◆ Work instruction ◆
For the records below, tally the lines that contain "trip" and give only that number.

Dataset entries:
───
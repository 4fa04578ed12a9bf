//! Application Services
//!
//! Services shared between use cases and driver adapters.
//!
//! - `DispatchStats`: Running dispatch counters for health reporting

mod dispatch_stats;

pub use dispatch_stats::{DispatchStats, DispatchStatsSnapshot};
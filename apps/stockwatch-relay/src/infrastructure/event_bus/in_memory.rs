//! In-memory event bus.

use std::collections::{BTreeSet, VecDeque};
use std::sync::atomic::{AtomicUsize, Ordering};

use async_trait::async_trait;
use parking_lot::Mutex;
use uuid::Uuid;

use crate::application::ports::{
    EntryResult, EventPublishError, EventPublisherPort, PublishEntry, PublishOutcome,
};
use crate::domain::events::SymbolEvent;

/// Accepted entries kept by [`InMemoryEventBus::new`].
pub const DEFAULT_RETAINED_ENTRIES: usize = 1024;

/// Recording implementation of `EventPublisherPort`.
///
/// The most recent accepted entries are kept in publish order, up to the
/// retention limit; older ones are dropped. Failures can be scripted for the
/// next call, either as a whole-call error or as per-entry rejections.
#[derive(Debug)]
pub struct InMemoryEventBus {
    calls: AtomicUsize,
    accepted: Mutex<VecDeque<PublishEntry>>,
    retained_entries: usize,
    scripted_errors: Mutex<VecDeque<EventPublishError>>,
    scripted_rejections: Mutex<Option<BTreeSet<usize>>>,
}

impl Default for InMemoryEventBus {
    fn default() -> Self {
        Self::with_retention(DEFAULT_RETAINED_ENTRIES)
    }
}

impl InMemoryEventBus {
    /// Create a new empty bus with the default retention limit.
    #[must_use]
    pub fn new() -> Self {
        Self::default()
    }

    /// Create a new empty bus keeping at most `retained_entries` accepted
    /// entries.
    #[must_use]
    pub fn with_retention(retained_entries: usize) -> Self {
        Self {
            calls: AtomicUsize::new(0),
            accepted: Mutex::new(VecDeque::new()),
            retained_entries,
            scripted_errors: Mutex::new(VecDeque::new()),
            scripted_rejections: Mutex::new(None),
        }
    }

    /// Fail the next publish call with `error`.
    pub fn fail_next_publish(&self, error: EventPublishError) {
        self.scripted_errors.lock().push_back(error);
    }

    /// Reject the entries at `positions` on the next publish call.
    pub fn reject_entries(&self, positions: &[usize]) {
        *self.scripted_rejections.lock() = Some(positions.iter().copied().collect());
    }

    /// Number of publish calls received, including failed ones.
    #[must_use]
    pub fn publish_calls(&self) -> usize {
        self.calls.load(Ordering::Relaxed)
    }

    /// Retained accepted entries, oldest first.
    #[must_use]
    pub fn accepted_entries(&self) -> Vec<PublishEntry> {
        self.accepted.lock().iter().cloned().collect()
    }

    /// Retained accepted events, decoded from their entry details.
    #[must_use]
    pub fn published_events(&self) -> Vec<SymbolEvent> {
        self.accepted
            .lock()
            .iter()
            .filter_map(|entry| serde_json::from_str(&entry.detail).ok())
            .collect()
    }
}

#[async_trait]
impl EventPublisherPort for InMemoryEventBus {
    async fn publish_events(
        &self,
        entries: Vec<PublishEntry>,
    ) -> Result<PublishOutcome, EventPublishError> {
        self.calls.fetch_add(1, Ordering::Relaxed);

        if let Some(error) = self.scripted_errors.lock().pop_front() {
            return Err(error);
        }

        let rejections = self.scripted_rejections.lock().take().unwrap_or_default();
        let mut accepted = self.accepted.lock();
        let results: Vec<EntryResult> = entries
            .into_iter()
            .enumerate()
            .map(|(position, entry)| {
                if rejections.contains(&position) {
                    EntryResult::Rejected {
                        error_code: "InternalFailure".to_string(),
                        error_message: "entry rejected".to_string(),
                    }
                } else {
                    if self.retained_entries > 0 {
                        if accepted.len() == self.retained_entries {
                            accepted.pop_front();
                        }
                        accepted.push_back(entry);
                    }
                    EntryResult::Accepted {
                        event_id: Uuid::new_v4().to_string(),
                    }
                }
            })
            .collect();

        Ok(PublishOutcome {
            failed_entry_count: results.iter().filter(|r| r.is_rejected()).count(),
            entries: results,
        })
    }
}
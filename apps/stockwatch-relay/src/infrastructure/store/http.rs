//! HTTP delta store adapter implementing `DeltaStorePort`.

use std::collections::BTreeMap;

use async_trait::async_trait;
use serde::Serialize;

use crate::application::ports::{DeltaStoreError, DeltaStorePort};
use crate::domain::change_record::{DELTA_ATTRIBUTE, PARTITION_KEY_ATTRIBUTE, SORT_KEY_ATTRIBUTE};
use crate::domain::delta::DeltaRecord;
use crate::infrastructure::http::{HttpAdapterError, JsonHttpClient};
use crate::infrastructure::stream::WireAttributeValue;

/// Operation target for item upserts.
pub const PUT_ITEM_TARGET: &str = "DynamoDB_20120810.PutItem";

/// `PutItem` request body.
#[derive(Debug, Serialize)]
#[serde(rename_all = "PascalCase")]
struct PutItemRequest<'a> {
    table_name: &'a str,
    item: BTreeMap<&'static str, WireAttributeValue>,
}

/// Delta store reached over HTTP.
#[derive(Debug, Clone)]
pub struct HttpDeltaStore {
    client: JsonHttpClient,
    table_name: String,
}

impl HttpDeltaStore {
    /// Create a store adapter for a table at an endpoint.
    ///
    /// # Errors
    ///
    /// Returns an error if the HTTP client cannot be created.
    pub fn new(
        endpoint: impl Into<String>,
        table_name: impl Into<String>,
    ) -> Result<Self, HttpAdapterError> {
        Ok(Self {
            client: JsonHttpClient::new(endpoint)?,
            table_name: table_name.into(),
        })
    }

    /// Encode the item: `PK` and `SK` as strings, `Delta` as a number.
    fn to_item(record: &DeltaRecord) -> BTreeMap<&'static str, WireAttributeValue> {
        BTreeMap::from([
            (
                PARTITION_KEY_ATTRIBUTE,
                WireAttributeValue::string(record.partition_key()),
            ),
            (
                SORT_KEY_ATTRIBUTE,
                WireAttributeValue::string(record.sort_key()),
            ),
            (DELTA_ATTRIBUTE, WireAttributeValue::number(record.delta())),
        ])
    }
}

#[async_trait]
impl DeltaStorePort for HttpDeltaStore {
    async fn put_delta(&self, record: &DeltaRecord) -> Result<(), DeltaStoreError> {
        let request = PutItemRequest {
            table_name: &self.table_name,
            item: Self::to_item(record),
        };

        let _: Option<serde_json::Value> = self
            .client
            .call(PUT_ITEM_TARGET, &request)
            .await
            .map_err(DeltaStoreError::from)?;

        tracing::debug!(
            table = %self.table_name,
            symbol = %record.symbol(),
            delta = record.delta(),
            "Delta item written"
        );
        Ok(())
    }
}

#[cfg(test)]
mod tests {
    use wiremock::matchers::{body_json, header, method};
    use wiremock::{Mock, MockServer, ResponseTemplate};

    use super::*;
    use crate::domain::shared::Symbol;
    use crate::infrastructure::http::TARGET_HEADER;

    fn aapl(delta: f64) -> DeltaRecord {
        DeltaRecord::new(Symbol::new("AAPL").unwrap(), delta)
    }

    #[tokio::test]
    async fn put_delta_sends_single_typed_item() {
        let server = MockServer::start().await;
        Mock::given(method("POST"))
            .and(header(TARGET_HEADER, PUT_ITEM_TARGET))
            .and(body_json(serde_json::json!({
                "TableName": "stockwatch",
                "Item": {
                    "PK": {"S": "DELTA"},
                    "SK": {"S": "AAPL"},
                    "Delta": {"N": "2.5"}
                }
            })))
            .respond_with(ResponseTemplate::new(200).set_body_json(serde_json::json!({})))
            .expect(1)
            .mount(&server)
            .await;

        let store = HttpDeltaStore::new(server.uri(), "stockwatch").unwrap();
        store.put_delta(&aapl(2.5)).await.unwrap();
    }

    #[tokio::test]
    async fn rejected_write_maps_to_write_rejected() {
        let server = MockServer::start().await;
        Mock::given(method("POST"))
            .respond_with(
                ResponseTemplate::new(400)
                    .set_body_json(serde_json::json!({"message": "Requested resource not found"})),
            )
            .mount(&server)
            .await;

        let store = HttpDeltaStore::new(server.uri(), "missing").unwrap();
        let err = store.put_delta(&aapl(1.0)).await.unwrap_err();

        assert!(matches!(err, DeltaStoreError::WriteRejected { .. }));
    }

    #[tokio::test]
    async fn unreachable_store_is_connection_error() {
        let store = HttpDeltaStore::new("http://127.0.0.1:1", "stockwatch").unwrap();
        let err = store.put_delta(&aapl(1.0)).await.unwrap_err();

        assert!(matches!(err, DeltaStoreError::ConnectionError { .. }));
    }
}
//! Dispatch statistics shared with the health endpoint.

use std::sync::atomic::{AtomicU32, AtomicU64, Ordering};

use serde::Serialize;

/// Running counters across dispatch invocations.
#[derive(Debug, Default)]
pub struct DispatchStats {
    batches: AtomicU64,
    records: AtomicU64,
    failed_records: AtomicU64,
    events_published: AtomicU64,
    transport_failures: AtomicU64,
    consecutive_transport_failures: AtomicU32,
}

/// Point-in-time copy of [`DispatchStats`].
#[derive(Debug, Clone, Copy, Default, PartialEq, Eq, Serialize)]
pub struct DispatchStatsSnapshot {
    /// Batches dispatched.
    pub batches: u64,
    /// Records received.
    pub records: u64,
    /// Records reported as failed.
    pub failed_records: u64,
    /// Events accepted by the bus.
    pub events_published: u64,
    /// Store or bus calls that failed outright.
    pub transport_failures: u64,
    /// Transport failures since the last successful round trip.
    pub consecutive_transport_failures: u32,
}

impl DispatchStats {
    /// Create zeroed stats.
    #[must_use]
    pub fn new() -> Self {
        Self::default()
    }

    /// Record a finished batch.
    pub fn record_batch(&self, records: usize, failed: usize) {
        self.batches.fetch_add(1, Ordering::Relaxed);
        self.records.fetch_add(records as u64, Ordering::Relaxed);
        self.failed_records
            .fetch_add(failed as u64, Ordering::Relaxed);
    }

    /// Record events accepted by the bus.
    pub fn record_published(&self, count: usize) {
        self.events_published
            .fetch_add(count as u64, Ordering::Relaxed);
    }

    /// Record a store or bus call that failed outright.
    pub fn record_transport_failure(&self) {
        self.transport_failures.fetch_add(1, Ordering::Relaxed);
        self.consecutive_transport_failures
            .fetch_add(1, Ordering::Relaxed);
    }

    /// Record a successful round trip to the store or bus.
    pub fn record_transport_success(&self) {
        self.consecutive_transport_failures
            .store(0, Ordering::Relaxed);
    }

    /// Take a snapshot of the counters.
    #[must_use]
    pub fn snapshot(&self) -> DispatchStatsSnapshot {
        DispatchStatsSnapshot {
            batches: self.batches.load(Ordering::Relaxed),
            records: self.records.load(Ordering::Relaxed),
            failed_records: self.failed_records.load(Ordering::Relaxed),
            events_published: self.events_published.load(Ordering::Relaxed),
            transport_failures: self.transport_failures.load(Ordering::Relaxed),
            consecutive_transport_failures: self
                .consecutive_transport_failures
                .load(Ordering::Relaxed),
        }
    }
}
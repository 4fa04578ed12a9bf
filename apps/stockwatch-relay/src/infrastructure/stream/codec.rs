//! Stream batch decoding.

use std::collections::HashMap;

use serde::Deserialize;

use super::attribute::WireAttributeValue;
use crate::domain::change_record::{
    ChangeKey, ChangeKind, ChangeRecord, PARTITION_KEY_ATTRIBUTE, SORT_KEY_ATTRIBUTE,
};

/// Stream decoding error.
#[derive(Debug, thiserror::Error)]
pub enum StreamDecodeError {
    /// Body is not a valid stream batch.
    #[error("invalid stream batch: {0}")]
    InvalidJson(String),

    /// A record carries no sequence number to report it by.
    #[error("record {event_id} has no sequence number")]
    MissingSequenceNumber {
        /// Stream event ID of the record.
        event_id: String,
    },

    /// A record carries an event name other than INSERT, MODIFY or REMOVE.
    #[error("record {event_id} has unknown event name {event_name:?}")]
    UnknownEventName {
        /// Stream event ID of the record.
        event_id: String,
        /// The unrecognized event name.
        event_name: String,
    },
}

/// A batch of stream records.
#[derive(Debug, Clone, Default, Deserialize)]
pub struct StreamBatch {
    /// Records in delivery order.
    #[serde(rename = "Records", default)]
    pub records: Vec<StreamRecord>,
}

/// One stream record.
#[derive(Debug, Clone, Deserialize)]
pub struct StreamRecord {
    /// Stream event ID.
    #[serde(rename = "eventID", default)]
    pub event_id: String,
    /// `INSERT`, `MODIFY` or `REMOVE`.
    #[serde(rename = "eventName", default)]
    pub event_name: String,
    /// Change payload.
    pub dynamodb: StreamChange,
}

/// Change payload of a stream record.
#[derive(Debug, Clone, Default, Deserialize)]
#[serde(rename_all = "PascalCase")]
pub struct StreamChange {
    /// Primary key attributes.
    #[serde(default)]
    pub keys: HashMap<String, WireAttributeValue>,
    /// Item after the change.
    #[serde(default)]
    pub new_image: Option<HashMap<String, WireAttributeValue>>,
    /// Item before the change.
    #[serde(default)]
    pub old_image: Option<HashMap<String, WireAttributeValue>>,
    /// Position of the record in its shard.
    #[serde(default)]
    pub sequence_number: Option<String>,
}

impl StreamBatch {
    /// Convert every record into a change record, preserving order.
    ///
    /// # Errors
    ///
    /// Fails on the first record that has no sequence number or an unknown
    /// event name.
    pub fn into_records(self) -> Result<Vec<ChangeRecord>, StreamDecodeError> {
        self.records
            .into_iter()
            .map(StreamRecord::into_change_record)
            .collect()
    }
}

impl StreamRecord {
    /// Convert into a change record.
    ///
    /// A missing key attribute decodes as an empty string. Classification
    /// and event building reject it downstream.
    ///
    /// # Errors
    ///
    /// Returns an error if the record has no sequence number or an unknown
    /// event name.
    pub fn into_change_record(self) -> Result<ChangeRecord, StreamDecodeError> {
        let Self {
            event_id,
            event_name,
            dynamodb,
        } = self;

        let Some(kind) = ChangeKind::from_event_name(&event_name) else {
            return Err(StreamDecodeError::UnknownEventName {
                event_id,
                event_name,
            });
        };

        let Some(sequence_number) = dynamodb.sequence_number.filter(|s| !s.is_empty()) else {
            return Err(StreamDecodeError::MissingSequenceNumber { event_id });
        };

        let keys = WireAttributeValue::into_image(dynamodb.keys);
        let key = ChangeKey::new(
            keys.string(PARTITION_KEY_ATTRIBUTE).unwrap_or_default(),
            keys.string(SORT_KEY_ATTRIBUTE).unwrap_or_default(),
        );

        let mut record = ChangeRecord::new(sequence_number, key)
            .with_kind(kind)
            .with_event_id(event_id);
        if let Some(image) = dynamodb.old_image {
            record = record.with_before(WireAttributeValue::into_image(image));
        }
        if let Some(image) = dynamodb.new_image {
            record = record.with_after(WireAttributeValue::into_image(image));
        }
        Ok(record)
    }
}

/// Decode a stream batch body into change records.
///
/// # Errors
///
/// Returns an error if the body is not a valid batch or any record cannot be
/// converted.
pub fn decode_batch(body: &[u8]) -> Result<Vec<ChangeRecord>, StreamDecodeError> {
    let batch: StreamBatch =
        serde_json::from_slice(body).map_err(|e| StreamDecodeError::InvalidJson(e.to_string()))?;
    batch.into_records()
}
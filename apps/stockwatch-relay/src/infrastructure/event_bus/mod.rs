//! Event Bus Adapters
//!
//! Implementations of [`EventPublisherPort`](crate::application::ports::EventPublisherPort):
//!
//! - `HttpEventBusPublisher`: `PutEvents` over the JSON-over-HTTP protocol
//! - `InMemoryEventBus`: recording bus with bounded retention and scripted failures

mod api_types;
mod http;
mod in_memory;

pub use http::{HttpEventBusPublisher, PUT_EVENTS_TARGET};
pub use in_memory::{DEFAULT_RETAINED_ENTRIES, InMemoryEventBus};
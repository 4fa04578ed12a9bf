//! Typed attribute values as they appear on the wire.
//!
//! `{"S": "AAPL"}` is a string, `{"N": "102.5"}` is a number. Any other
//! store type, or a value claiming more than one type, decodes to
//! [`AttributeValue::Other`].

use std::collections::HashMap;

use serde::{Deserialize, Serialize};

use crate::domain::change_record::{AttributeValue, Image};

/// Wire form of a typed attribute value.
#[derive(Debug, Clone, Default, PartialEq, Eq, Serialize, Deserialize)]
pub struct WireAttributeValue {
    /// String value.
    #[serde(rename = "S", default, skip_serializing_if = "Option::is_none")]
    pub s: Option<String>,
    /// Number value, as text.
    #[serde(rename = "N", default, skip_serializing_if = "Option::is_none")]
    pub n: Option<String>,
}

impl WireAttributeValue {
    /// A string-typed value.
    #[must_use]
    pub fn string(value: impl Into<String>) -> Self {
        Self {
            s: Some(value.into()),
            n: None,
        }
    }

    /// A number-typed value.
    #[must_use]
    pub fn number(value: f64) -> Self {
        Self {
            s: None,
            n: Some(value.to_string()),
        }
    }

    /// Convert a wire map into an image.
    #[must_use]
    pub fn into_image(map: HashMap<String, Self>) -> Image {
        map.into_iter()
            .map(|(name, value)| (name, AttributeValue::from(value)))
            .collect()
    }
}

impl From<WireAttributeValue> for AttributeValue {
    fn from(value: WireAttributeValue) -> Self {
        match (value.s, value.n) {
            (Some(s), None) => Self::S(s),
            (None, Some(n)) => Self::N(n),
            _ => Self::Other,
        }
    }
}

#[cfg(test)]
mod tests {
    use super::*;

    #[test]
    fn number_encodes_single_type() {
        let json = serde_json::to_value(WireAttributeValue::number(2.5)).unwrap();
        assert_eq!(json, serde_json::json!({"N": "2.5"}));
    }

    #[test]
    fn string_encodes_single_type() {
        let json = serde_json::to_value(WireAttributeValue::string("AAPL")).unwrap();
        assert_eq!(json, serde_json::json!({"S": "AAPL"}));
    }

    #[test]
    fn decodes_typed_values() {
        let s: WireAttributeValue = serde_json::from_str(r#"{"S":"AAPL"}"#).unwrap();
        let n: WireAttributeValue = serde_json::from_str(r#"{"N":"102.5"}"#).unwrap();

        assert_eq!(AttributeValue::from(s), AttributeValue::S("AAPL".to_string()));
        assert_eq!(AttributeValue::from(n), AttributeValue::N("102.5".to_string()));
    }

    #[test]
    fn other_store_types_are_opaque() {
        let flag: WireAttributeValue = serde_json::from_str(r#"{"BOOL":true}"#).unwrap();
        let both: WireAttributeValue = serde_json::from_str(r#"{"S":"1","N":"1"}"#).unwrap();

        assert_eq!(AttributeValue::from(flag), AttributeValue::Other);
        assert_eq!(AttributeValue::from(both), AttributeValue::Other);
    }
}
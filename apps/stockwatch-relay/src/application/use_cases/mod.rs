//! Application Use Cases

mod dispatch_events;

pub use dispatch_events::{DispatchEventsUseCase, DispatchSettings};
//! Delta Store Adapters
//!
//! Implementations of [`DeltaStorePort`](crate::application::ports::DeltaStorePort):
//!
//! - `HttpDeltaStore`: `PutItem` over the JSON-over-HTTP protocol
//! - `InMemoryDeltaStore`: process-local table for local runs and tests

mod http;
mod in_memory;

pub use http::{HttpDeltaStore, PUT_ITEM_TARGET};
pub use in_memory::InMemoryDeltaStore;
───
◆ Written solution ◆
2